Exercise details —
Repeat each record word for word. Leave nothing out.

Data provided —
* * * *
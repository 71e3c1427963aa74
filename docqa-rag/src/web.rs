//! Web page loader: HTTP fetch plus visible-text extraction.
//!
//! This module is only available when the `web` feature is enabled.

use std::time::Duration;

use reqwest::header::CONTENT_TYPE;
use scraper::{Html, Node, Selector};
use tracing::debug;

use crate::document::{Document, FILE_TYPE_KEY, TITLE_KEY};
use crate::error::{RagError, Result};
use crate::http;
use crate::retry::RetryPolicy;

/// Elements whose text is never part of the page content.
const SKIPPED_ELEMENTS: [&str; 6] = ["script", "style", "noscript", "template", "head", "svg"];

/// Loads a URL into a single [`Document`] with `source` set to the URL and
/// `title` set to the page title when there is one.
pub struct WebLoader {
    client: reqwest::Client,
    retry: RetryPolicy,
}

impl WebLoader {
    /// Create a loader with the default timeout and retry policy.
    pub fn new() -> Result<Self> {
        Ok(Self { client: build_client(http::DEFAULT_TIMEOUT)?, retry: RetryPolicy::default() })
    }

    /// Set the per-request timeout.
    pub fn with_timeout(mut self, timeout: Duration) -> Result<Self> {
        self.client = build_client(timeout)?;
        Ok(self)
    }

    /// Set the retry policy for transient failures.
    pub fn with_retry_policy(mut self, retry: RetryPolicy) -> Self {
        self.retry = retry;
        self
    }

    /// Fetch `url` and extract its text.
    pub async fn load(&self, url: &str) -> Result<Document> {
        let response = http::send(&self.retry, "web.fetch", || self.client.get(url))
            .await
            .map_err(|e| RagError::ingestion(url, e.message))?;

        let is_html = response
            .headers()
            .get(CONTENT_TYPE)
            .and_then(|v| v.to_str().ok())
            .is_none_or(|ct| ct.contains("html"));
        let body = response
            .text()
            .await
            .map_err(|e| RagError::ingestion(url, format!("failed to read body: {e}")))?;

        let document = if is_html {
            let page = extract_page(&body);
            let document = Document::new(url, page.text).with_metadata(FILE_TYPE_KEY, "html");
            match page.title {
                Some(title) => document.with_metadata(TITLE_KEY, title),
                None => document,
            }
        } else {
            Document::new(url, body).with_metadata(FILE_TYPE_KEY, "txt")
        };

        debug!(url, chars = document.text.chars().count(), "loaded web page");
        Ok(document)
    }
}

fn build_client(timeout: Duration) -> Result<reqwest::Client> {
    http::client(timeout)
        .map_err(|e| RagError::ConfigError(format!("failed to build HTTP client: {e}")))
}

/// Text content of an HTML page.
#[derive(Debug, Default, PartialEq)]
pub struct ExtractedPage {
    /// The `<title>`, whitespace-normalized.
    pub title: Option<String>,
    /// Visible text, one line per text run.
    pub text: String,
}

/// Extract the title and visible text of an HTML document.
///
/// Text inside `script`, `style`, `noscript`, `template`, `head`, and `svg`
/// elements is dropped. Each remaining text run is whitespace-normalized
/// and placed on its own line.
pub fn extract_page(html: &str) -> ExtractedPage {
    let document = Html::parse_document(html);

    let title = Selector::parse("title")
        .ok()
        .and_then(|selector| document.select(&selector).next())
        .map(|title| clean_text(&title.text().collect::<String>()))
        .filter(|title| !title.is_empty());

    let lines: Vec<String> = document
        .root_element()
        .descendants()
        .filter_map(|node| match node.value() {
            Node::Text(text) => {
                let skipped = node.ancestors().any(|ancestor| {
                    ancestor
                        .value()
                        .as_element()
                        .is_some_and(|e| SKIPPED_ELEMENTS.contains(&e.name()))
                });
                if skipped { None } else { Some(clean_text(text)) }
            }
            _ => None,
        })
        .filter(|line| !line.is_empty())
        .collect();

    ExtractedPage { title, text: lines.join("\n") }
}

/// Collapse runs of whitespace into single spaces.
fn clean_text(text: &str) -> String {
    text.split_whitespace().collect::<Vec<_>>().join(" ")
}

#[cfg(test)]
mod tests {
    use super::*;

    const SAMPLE: &str = r#"
        <!DOCTYPE html>
        <html>
        <head><title>  Agents
            Overview </title><style>body { color: red; }</style></head>
        <body>
            <script>var tracking = "should not appear";</script>
            <h1>LLM Powered Agents</h1>
            <p>Planning is a   key component.</p>
            <noscript>Enable JavaScript</noscript>
        </body>
        </html>
    "#;

    #[test]
    fn extracts_title_and_visible_text() {
        let page = extract_page(SAMPLE);
        assert_eq!(page.title.as_deref(), Some("Agents Overview"));
        assert_eq!(page.text, "LLM Powered Agents\nPlanning is a key component.");
    }

    #[test]
    fn page_without_title() {
        let page = extract_page("<html><body><p>Only text</p></body></html>");
        assert_eq!(page.title, None);
        assert_eq!(page.text, "Only text");
    }
}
* * * *
Reply —
repository 71e3c1427963aa74
filename docqa-rag/src/web.rs
//! Web page loader: HTTP fetch plus visible-text extraction.
//!
//! This module is only available when the `web` feature is enabled.

use std::time::Duration;

use reqwest::header::CONTENT_TYPE;
use scraper::{Html, Node, Selector};
use tracing::debug;

use crate::document::{Document, FILE_TYPE_KEY, TITLE_KEY};
use crate::error::{RagError, Result};
use crate::http;
use crate::retry::RetryPolicy;

/// Elements whose text is never part of the page content.
const SKIPPED_ELEMENTS: [&str; 6] = ["script", "style", "noscript", "template", "head", "svg"];

/// Loads a URL into a single [`Document`] with `source` set to the URL and
/// `title` set to the page title when there is one.
pub struct WebLoader {
    client: reqwest::Client,
    retry: RetryPolicy,
}

impl WebLoader {
    /// Create a loader with the default timeout and retry policy.
    pub fn new() -> Result<Self> {
        Ok(Self { client: build_client(http::DEFAULT_TIMEOUT)?, retry: RetryPolicy::default() })
    }

    /// Set the per-request timeout.
    pub fn with_timeout(mut self, timeout: Duration) -> Result<Self> {
        self.client = build_client(timeout)?;
        Ok(self)
    }

    /// Set the retry policy for transient failures.
    pub fn with_retry_policy(mut self, retry: RetryPolicy) -> Self {
        self.retry = retry;
        self
    }

    /// Fetch `url` and extract its text.
    pub async fn load(&self, url: &str) -> Result<Document> {
        let response = http::send(&self.retry, "web.fetch", || self.client.get(url))
            .await
            .map_err(|e| RagError::ingestion(url, e.message))?;

        let is_html = response
            .headers()
            .get(CONTENT_TYPE)
            .and_then(|v| v.to_str().ok())
            .is_none_or(|ct| ct.contains("html"));
        let body = response
            .text()
            .await
            .map_err(|e| RagError::ingestion(url, format!("failed to read body: {e}")))?;

        let document = if is_html {
            let page = extract_page(&body);
            let document = Document::new(url, page.text).with_metadata(FILE_TYPE_KEY, "html");
            match page.title {
                Some(title) => document.with_metadata(TITLE_KEY, title),
                None => document,
            }
        } else {
            Document::new(url, body).with_metadata(FILE_TYPE_KEY, "txt")
        };

        debug!(url, chars = document.text.chars().count(), "loaded web page");
        Ok(document)
    }
}

fn build_client(timeout: Duration) -> Result<reqwest::Client> {
    http::client(timeout)
        .map_err(|e| RagError::ConfigError(format!("failed to build HTTP client: {e}")))
}

/// Text content of an HTML page.
#[derive(Debug, Default, PartialEq)]
pub struct ExtractedPage {
    /// The `<title>`, whitespace-normalized.
    pub title: Option<String>,
    /// Visible text, one line per text run.
    pub text: String,
}

/// Extract the title and visible text of an HTML document.
///
/// Text inside `script`, `style`, `noscript`, `template`, `head`, and `svg`
/// elements is dropped. Each remaining text run is whitespace-normalized
/// and placed on its own line.
pub fn extract_page(html: &str) -> ExtractedPage {
    let document = Html::parse_document(html);

    let title = Selector::parse("title")
        .ok()
        .and_then(|selector| document.select(&selector).next())
        .map(|title| clean_text(&title.text().collect::<String>()))
        .filter(|title| !title.is_empty());

    let lines: Vec<String> = document
        .root_element()
        .descendants()
        .filter_map(|node| match node.value() {
            Node::Text(text) => {
                let skipped = node.ancestors().any(|ancestor| {
                    ancestor
                        .value()
                        .as_element()
                        .is_some_and(|e| SKIPPED_ELEMENTS.contains(&e.name()))
                });
                if skipped { None } else { Some(clean_text(text)) }
            }
            _ => None,
        })
        .filter(|line| !line.is_empty())
        .collect();

    ExtractedPage { title, text: lines.join("\n") }
}

/// Collapse runs of whitespace into single spaces.
fn clean_text(text: &str) -> String {
    text.split_whitespace().collect::<Vec<_>>().join(" ")
}

#[cfg(test)]
mod tests {
    use super::*;

    const SAMPLE: &str = r#"
        <!DOCTYPE html>
        <html>
        <head><title>  Agents
            Overview </title><style>body { color: red; }</style></head>
        <body>
            <script>var tracking = "should not appear";</script>
            <h1>LLM Powered Agents</h1>
            <p>Planning is a   key component.</p>
            <noscript>Enable JavaScript</noscript>
        </body>
        </html>
    "#;

    #[test]
    fn extracts_title_and_visible_text() {
        let page = extract_page(SAMPLE);
        assert_eq!(page.title.as_deref(), Some("Agents Overview"));
        assert_eq!(page.text, "LLM Powered Agents\nPlanning is a key component.");
    }

    #[test]
    fn page_without_title() {
        let page = extract_page("<html><body><p>Only text</p></body></html>");
        assert_eq!(page.title, None);
        assert_eq!(page.text, "Only text");
    }
}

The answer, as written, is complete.